Elective surgeries may include spaying or neutering, and declawing, or certain dental procedures. Reparative surgeries are performed to correct a deficiency, trauma or illness which is affecting the health or functioning of your pet. Whether your pet’s surgery is elective or necessary for the health and comfort of your pet, you can have confidence that your companion will be cared for by us with no less concern than you would be given.
After-care instructions are provided for all surgeries once your pet is ready to return home. We will answer all your questions and show you how to care for your pet during their recuperation.
Anesthesia and Patient Monitoring During Surgery
At some time in your pets life, he or she may need to go under anesthesia for surgery or to have his or her teeth cleaned. At our hospital, each patient has one or more technicians dedicated full time to your pet’s anesthetic monitoring under the care of your veterinarian.
We take anesthesia and surgery very seriously. Our monitoring first starts with blood collected for testing before the procedure to make sure your pet’s organs are functioning normally, and to catch any underlying abnormalities to alert us if we need to take any precautions. Each patient that undergoes an anesthetic is given then a specific drug protocol tailored specifically to your pet based on their pre-surgical bloodwork, age, breed, species and the procedure in which they are undergoing.
Each patient undergoing anesthesia at EAH are placed on intravenous fluids. Intravenous fluids help us maintain blood pressure on your pet while under anesthetic and provide us access to their bloodstream if needed to give medications or in an emergency.
Anesthetic maintenance and monitoring are crucial for a successful surgical procedure. We monitor anesthetic with a number of monitors which give us different information. Please read below on the different monitoring systems EAH uses.
We have two Doppler machines at EAH that monitor blood pressure. Blood pressure is important to monitor for a patient under anesthetic. Blood pressure is the driving force for blood flow through capillaries that supply oxygen to body organs. Low pressure results in decreased oxygen delivery, resulting in cell and organ damage. There are many body factors that can affect our blood pressure. The Doppler is a non-invasive machine that quickly determines blood pressure by a cuff that is placed on your pet’s paw.

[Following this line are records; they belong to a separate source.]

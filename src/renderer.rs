//! Rendering of template strings and template paths.
use crate::constants::DOT_PREFIX;
use crate::error::{Error, Result};
use crate::template::TemplateEngine;
use std::path::{Component, Path, PathBuf};

/// Trait for template rendering engines.
pub trait TemplateRenderer {
    /// Renders a template string.
    ///
    /// # Arguments
    /// * `template` - Template string to render
    ///
    /// # Returns
    /// * `Result<String>` - Rendered template string
    fn render(&self, template: &str) -> Result<String>;
}

impl TemplateRenderer for TemplateEngine<'_> {
    fn render(&self, template: &str) -> Result<String> {
        self.substitute(template)
    }
}

/// Rewrites a leading `dot-` into `.`, so templates can ship dotfiles
/// without containing hidden entries themselves.
fn restore_dot_prefix(segment: String) -> String {
    match segment.strip_prefix(DOT_PREFIX) {
        Some(rest) => format!(".{rest}"),
        None => segment,
    }
}

/// Renders every segment of `path` independently.
///
/// Only normal segments are templated; root, `.` and `..` of the input pass
/// through. No filesystem access happens here.
///
/// # Errors
/// * `Error::NonUnicodePath` if a segment is not valid UTF-8
/// * `Error::UnsafePath` if a segment renders to an absolute path, `.` or `..`
/// * Any error raised by the renderer for a segment
pub fn render_path<P: AsRef<Path>>(renderer: &dyn TemplateRenderer, path: P) -> Result<PathBuf> {
    let path = path.as_ref();
    let mut rendered = PathBuf::new();
    for component in path.components() {
        match component {
            Component::Normal(segment) => {
                let segment = segment
                    .to_str()
                    .ok_or_else(|| Error::NonUnicodePath(path.to_path_buf()))?;
                let value = restore_dot_prefix(renderer.render(segment)?);
                // A rendered segment may add nested directories but never
                // a root, `.` or `..` that would leave its parent.
                if !Path::new(&value).components().all(|c| matches!(c, Component::Normal(_))) {
                    return Err(Error::UnsafePath { segment: value });
                }
                rendered.push(value);
            }
            other => rendered.push(other.as_os_str()),
        }
    }
    Ok(rendered)
}
use std::cell::RefCell;

use indexmap::IndexMap;
use tombot::answers::{parse_var, resolve_variables};
use tombot::error::{Error, Result};
use tombot::prompt::{DefaultsPrompter, Prompter};
use tombot::transformers::Transformers;

/// Answers from a fixed list and records every default it was offered.
struct ScriptedPrompter {
    answers: RefCell<Vec<&'static str>>,
    offered: RefCell<Vec<(String, String)>>,
}

impl ScriptedPrompter {
    fn new(answers: &[&'static str]) -> Self {
        Self {
            answers: RefCell::new(answers.iter().rev().copied().collect()),
            offered: RefCell::new(Vec::new()),
        }
    }
}

impl Prompter for ScriptedPrompter {
    fn ask(&self, name: &str, default: &str) -> Result<String> {
        self.offered.borrow_mut().push((name.to_string(), default.to_string()));
        let answer = self.answers.borrow_mut().pop().unwrap_or_default();
        Ok(if answer.is_empty() { default.to_string() } else { answer.to_string() })
    }
}

fn configured() -> IndexMap<String, String> {
    [
        ("project_name", "My Project"),
        ("package", "${project_name|to_snake_case}"),
        ("title", "$project_name by $author"),
        ("author", "nobody"),
    ]
    .iter()
    .map(|(k, v)| (k.to_string(), v.to_string()))
    .collect()
}

#[test]
fn test_parse_var() {
    assert_eq!(parse_var("name=demo").unwrap(), ("name".to_string(), "demo".to_string()));
    assert_eq!(parse_var("expr=a=b").unwrap(), ("expr".to_string(), "a=b".to_string()));
    assert_eq!(parse_var("empty=").unwrap(), ("empty".to_string(), String::new()));
    assert!(matches!(parse_var("novalue"), Err(Error::ConfigError(_))));
    assert!(matches!(parse_var("Bad=1"), Err(Error::InvalidVariableName(_))));
}

#[test]
fn test_defaults_render_against_current_answers() {
    let transformers = Transformers::with_defaults();
    let prompter = ScriptedPrompter::new(&["Cool Tool", "", "", "me"]);

    let variables =
        resolve_variables(&configured(), &IndexMap::new(), &transformers, &prompter).unwrap();

    assert_eq!(variables["project_name"], "Cool Tool");
    assert_eq!(variables["package"], "cool_tool");
    // `author` is resolved after `title`, so its raw value is used.
    assert_eq!(variables["title"], "Cool Tool by nobody");
    assert_eq!(variables["author"], "me");

    let offered = prompter.offered.borrow();
    assert_eq!(offered[1], ("package".to_string(), "cool_tool".to_string()));
}

#[test]
fn test_presets_skip_prompt() {
    let transformers = Transformers::with_defaults();
    let prompter = ScriptedPrompter::new(&[]);
    let presets: IndexMap<_, _> = [("package".to_string(), "${literal}".to_string())].into();

    let variables =
        resolve_variables(&configured(), &presets, &transformers, &prompter).unwrap();

    assert_eq!(variables["package"], "${literal}");
    let asked: Vec<_> = prompter.offered.borrow().iter().map(|(n, _)| n.clone()).collect();
    assert_eq!(asked, vec!["project_name", "title", "author"]);
}

#[test]
fn test_defaults_prompter() {
    let transformers = Transformers::with_defaults();
    let variables =
        resolve_variables(&configured(), &IndexMap::new(), &transformers, &DefaultsPrompter)
            .unwrap();

    assert_eq!(variables["package"], "my_project");
    assert_eq!(variables["title"], "My Project by nobody");
    let names: Vec<_> = variables.keys().map(String::as_str).collect();
    assert_eq!(names, vec!["project_name", "package", "title", "author"]);
}

#[test]
fn test_unknown_preset() {
    let transformers = Transformers::with_defaults();
    let presets: IndexMap<_, _> = [("missing".to_string(), "x".to_string())].into();
    let result = resolve_variables(&configured(), &presets, &transformers, &DefaultsPrompter);
    assert!(matches!(result, Err(Error::UnknownVariable(name)) if name == "missing"));
}

#[test]
fn test_invalid_default_fails() {
    let transformers = Transformers::with_defaults();
    let configured: IndexMap<_, _> = [("cost".to_string(), "5 $".to_string())].into();
    let result = resolve_variables(&configured, &IndexMap::new(), &transformers, &DefaultsPrompter);
    assert!(matches!(result, Err(Error::InvalidTemplate { .. })));
}
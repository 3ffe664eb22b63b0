//! Configuration handling for tombot templates.
//! Every template root carries a `config.toml` declaring its variables:
//!
//! ```toml
//! [variables]
//! project_name = "my project"
//! package = "${project_name|to_snake_case}"
//! ```

use crate::constants::CONFIG_FILE;
use crate::error::{Error, Result};
use crate::transformers::is_valid_name;
use indexmap::IndexMap;
use log::debug;
use serde::Deserialize;
use std::path::Path;

/// Parsed contents of `config.toml`.
#[derive(Debug, Default, Deserialize)]
#[serde(deny_unknown_fields)]
pub struct Config {
    /// Variable defaults in declaration order. Values may reference
    /// variables declared earlier.
    #[serde(default)]
    pub variables: IndexMap<String, String>,
}

/// Parses configuration content and validates variable names.
///
/// # Errors
/// * `Error::ConfigError` if the content is not a valid configuration
/// * `Error::InvalidVariableName` if a variable name is not `[_a-z][_a-z0-9]*`
pub fn parse_config(content: &str) -> Result<Config> {
    let config: Config = toml::from_str(content)
        .map_err(|e| Error::ConfigError(format!("Invalid configuration format: {e}")))?;

    if let Some(name) = config.variables.keys().find(|name| !is_valid_name(name)) {
        return Err(Error::InvalidVariableName(name.clone()));
    }
    Ok(config)
}

/// Loads `config.toml` from the template root.
///
/// # Errors
/// * `Error::ConfigError` if the file is missing or cannot be parsed
pub fn get_config<P: AsRef<Path>>(template_root: P) -> Result<Config> {
    let config_path = template_root.as_ref().join(CONFIG_FILE);
    if !config_path.is_file() {
        return Err(Error::ConfigError(format!(
            "No configuration file found at {}",
            config_path.display()
        )));
    }

    debug!("Loading configuration from {}", config_path.display());
    let content = std::fs::read_to_string(&config_path)?;
    parse_config(&content)
}
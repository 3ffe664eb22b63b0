use std::io;
use std::path::PathBuf;

use tombot::error::Error;

#[test]
fn test_error_conversion() {
    let io_err = io::Error::new(io::ErrorKind::NotFound, "file not found");
    let err: Error = io_err.into();

    match err {
        Error::IoError(_) => (),
        _ => panic!("Expected IoError variant"),
    }
}

#[test]
fn test_error_display() {
    let err = Error::InvalidTemplate { fragment: "${foo }".to_string(), offset: 4 };
    assert_eq!(err.to_string(), "Invalid template: '${foo }' at offset 4.");

    let err = Error::UnknownVariable("foo".to_string());
    assert_eq!(err.to_string(), "Unknown variable: 'foo'.");

    let err = Error::UnknownTransformer("upper".to_string());
    assert_eq!(err.to_string(), "Unknown transformer: 'upper'.");

    let err = Error::DestinationExists { path: PathBuf::from("out/app") };
    assert_eq!(err.to_string(), "Destination 'out/app' already exists.");
}
//! tombot bootstraps a new project directory from a template directory tree,
//! substituting variables into file names, directory names and file contents.

/// Resolution of configured variables through presets and prompts
pub mod answers;

/// Staged, per-subdirectory bootstrapping of a template root
pub mod bootstrap;

/// Command-line interface module for the tombot application
pub mod cli;

/// Loading of the template's `config.toml`
pub mod config;

/// Common constants
pub mod constants;

/// Error types and handling for the tombot application
pub mod error;

/// Template lookup in the templates directory
pub mod loader;

/// Logger setup for the binary
pub mod logger;

/// Recursive rendering of a template tree into a destination directory
pub mod processor;

/// User input and interaction handling
pub mod prompt;

/// Rendering of template strings and paths
pub mod renderer;

/// The `$` template language and its substitution engine
pub mod template;

/// Named string transformers for template pipelines
pub mod transformers;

It is also important to monitor heart rate and oxygen saturation on our anesthetized animals. Our pulse oximeter uses a non-invasive probe that is placed on the tongue, ear or paw to measure the amount of oxygen that is dissolved in the blood stream and carried by red blood cells. This ensures that a patient is receiving adequate amounts of oxygen and alerts us if there is a problem.
ECG / EKG / Electrocardiogram
An electrocardiogram is a machine that has tiny pads hooked up to your pet’s chest to monitor heart deficiencies. This machine detects and amplifies tiny electrical charges on the skin that are caused when the heart muscles “depolarizes” during each heart beat. By monitoring any changes in the electrocardiogram, we can detect early a concern for heart disease or risk while under anesthesia.
Temperature, Pulse and Respiration
Temperature, pulse and respiration are monitored continuously during any procedure. We prefer to do this manually and by a number of other monitors in combination as a safe guard for successful anesthesia.
Changes in these parameters can give us a number of cues on how the anesthesia is going and if changes need to be made in the depth of anesthesia, pain control and whether we need to use further external sources to increase body temperature.